Dinieghi pretestuosi al porto d’armi: Dlpa scrive alla Corte dei conti

L’inefficienza della pubblica amministrazione ha un costo per i cittadini, questo è un fatto ed è noto a tutti. L’associazione Difesa dei legali possessori di armi ha focalizzato la propria attenzione, tuttavia, su uno specifico danno per le casse dello Stato (quindi, di riflesso, per le nostre tasche di contribuenti), che è quello rappresentato dalla mole, tutt’altro che indifferente oggi come oggi, di ricorsi persi al Tar da parte del ministero dell’Interno (o meglio, dalle singole questure) per aver negato il rilascio o il rinnovo dei porti d’arma a numerosi cittadini, senza adeguate valutazioni e motivazioni, puntualmente sconfessate in giudizio.

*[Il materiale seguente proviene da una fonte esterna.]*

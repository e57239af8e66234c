use crate::api::client::Coordinates;
use crate::api::constants;
use anyhow::{Context, Result};
use log::{debug, info};
use serde::{Deserialize, Serialize};
use std::collections::BTreeMap;
use std::fs;
use std::path::{Path, PathBuf};

#[derive(Debug, Clone, Default, Serialize, Deserialize)]
pub struct Config {
    #[serde(default)]
    pub fetch: FetchSettings,
    #[serde(default)]
    pub services: BTreeMap<String, ServiceEntry>,
}

/// HTTP settings for metadata retrieval
#[derive(Debug, Clone, PartialEq, Eq, Serialize, Deserialize)]
pub struct FetchSettings {
    #[serde(default = "default_timeout_secs")]
    pub timeout_secs: u64,
    #[serde(default = "default_connect_timeout_secs")]
    pub connect_timeout_secs: u64,
    #[serde(default = "constants::default_user_agent")]
    pub user_agent: String,
}

fn default_timeout_secs() -> u64 {
    constants::DEFAULT_TIMEOUT_SECS
}

fn default_connect_timeout_secs() -> u64 {
    constants::DEFAULT_CONNECT_TIMEOUT_SECS
}

impl Default for FetchSettings {
    fn default() -> Self {
        Self {
            timeout_secs: default_timeout_secs(),
            connect_timeout_secs: default_connect_timeout_secs(),
            user_agent: constants::default_user_agent(),
        }
    }
}

/// A registered service: either `url`, or `base_url` + `service_name`
#[derive(Debug, Clone, PartialEq, Eq, Serialize, Deserialize)]
pub struct ServiceEntry {
    pub base_url: Option<String>,
    pub service_name: Option<String>,
    pub url: Option<String>,
}

impl ServiceEntry {
    pub fn coordinates(&self) -> Option<Coordinates> {
        match (&self.base_url, &self.service_name, &self.url) {
            (Some(base_url), Some(service_name), _) => {
                Some(Coordinates::service(base_url.clone(), service_name.clone()))
            }
            (_, _, Some(url)) => Some(Coordinates::url(url.clone())),
            _ => None,
        }
    }
}

impl Config {
    pub fn get_config_path() -> Result<PathBuf> {
        let config_dir = if cfg!(target_os = "linux") {
            dirs::config_dir()
                .context("Failed to get XDG config directory")?
                .join("odata-metadata-sync")
        } else {
            dirs::home_dir()
                .context("Failed to get home directory")?
                .join(".odata-metadata-sync")
        };

        Ok(config_dir.join("config.toml"))
    }

    pub fn load() -> Result<Self> {
        let config_path = Self::get_config_path()?;
        Self::load_from(&config_path)
    }

    pub fn load_from(config_path: &Path) -> Result<Self> {
        debug!("Loading config from: {:?}", config_path);

        if !config_path.exists() {
            info!("Config file doesn't exist, using defaults");
            return Ok(Self::default());
        }

        let config_content = fs::read_to_string(config_path)
            .with_context(|| format!("Failed to read config file: {:?}", config_path))?;

        let config: Config = toml::from_str(&config_content)
            .with_context(|| format!("Failed to parse config file: {:?}", config_path))?;

        debug!("Loaded config with {} services", config.services.len());
        Ok(config)
    }

    pub fn save_to(&self, config_path: &Path) -> Result<()> {
        if let Some(dir) = config_path.parent() {
            if !dir.exists() {
                fs::create_dir_all(dir)
                    .with_context(|| format!("Failed to create config directory: {:?}", dir))?;
                info!("Created config directory: {:?}", dir);
            }
        }

        let config_content =
            toml::to_string_pretty(self).context("Failed to serialize config to TOML")?;

        fs::write(config_path, config_content)
            .with_context(|| format!("Failed to write config file: {:?}", config_path))?;

        info!("Config saved to {:?}", config_path);
        Ok(())
    }

    pub fn service_coordinates(&self, name: &str) -> Result<Coordinates> {
        let entry = self
            .services
            .get(name)
            .with_context(|| format!("Service '{}' not found in config", name))?;

        entry.coordinates().with_context(|| {
            format!(
                "Service '{}' needs either base_url + service_name or url",
                name
            )
        })
    }
}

L’associazione ha stilato una tabella con tutti gli estremi delle sentenze che hanno visto la soccombenza del ministero dell’Interno tra il 2020 e il 2023, dalla quale si evince che l’ammontare complessivo delle condanne al pagamento delle spese processuali è di 152.869 euro, senza contare gli oneri di legge (cassa forense eccetera). “Le circostanze per i quali il Ministero dell’Interno è stato condannato all’annullamento del diniego emesso in materia di armi ed al pagamento delle spese sono riconducibili ad un generalizzato difetto istruttorio”, hanno dichiarato i fautori di questa iniziativa, il presidente dell’associazione Andrea Revel Nutini e Pier Luigi Gemini, che ha collaborato alla compilazione, “fatti risalenti, non corroborati da condanne passate in giudicato, non possono essere assunti a motivazione per un diniego. Un fatto di dieci anni fa non ha alcun valore, l’istruttoria si deve basare su fatti recenti ed immediatamente riscontrabili. Altro principio fissato dai giudici è la rinnovazione dell’esame istruttorio, principio tanto semplice quanto disatteso: se si è avuto un diniego risalente nel tempo, alla nuova istanza di una qualsiasi licenza in materia di armi, dovrà avviarsi una nuova istruttoria. Non potrà essere usata in nessun modo la vecchia istruttoria. Teniamo anche presente che le cifre stabilite dal tribunale per il pagamento delle spese processuali da parte dell’amministrazione soccombente sono “forfettarie”, ma le spese reali sostenute dal cittadino, in realtà, sono anche oltre cinque volte superiori rispetto al risarcimento disposto”.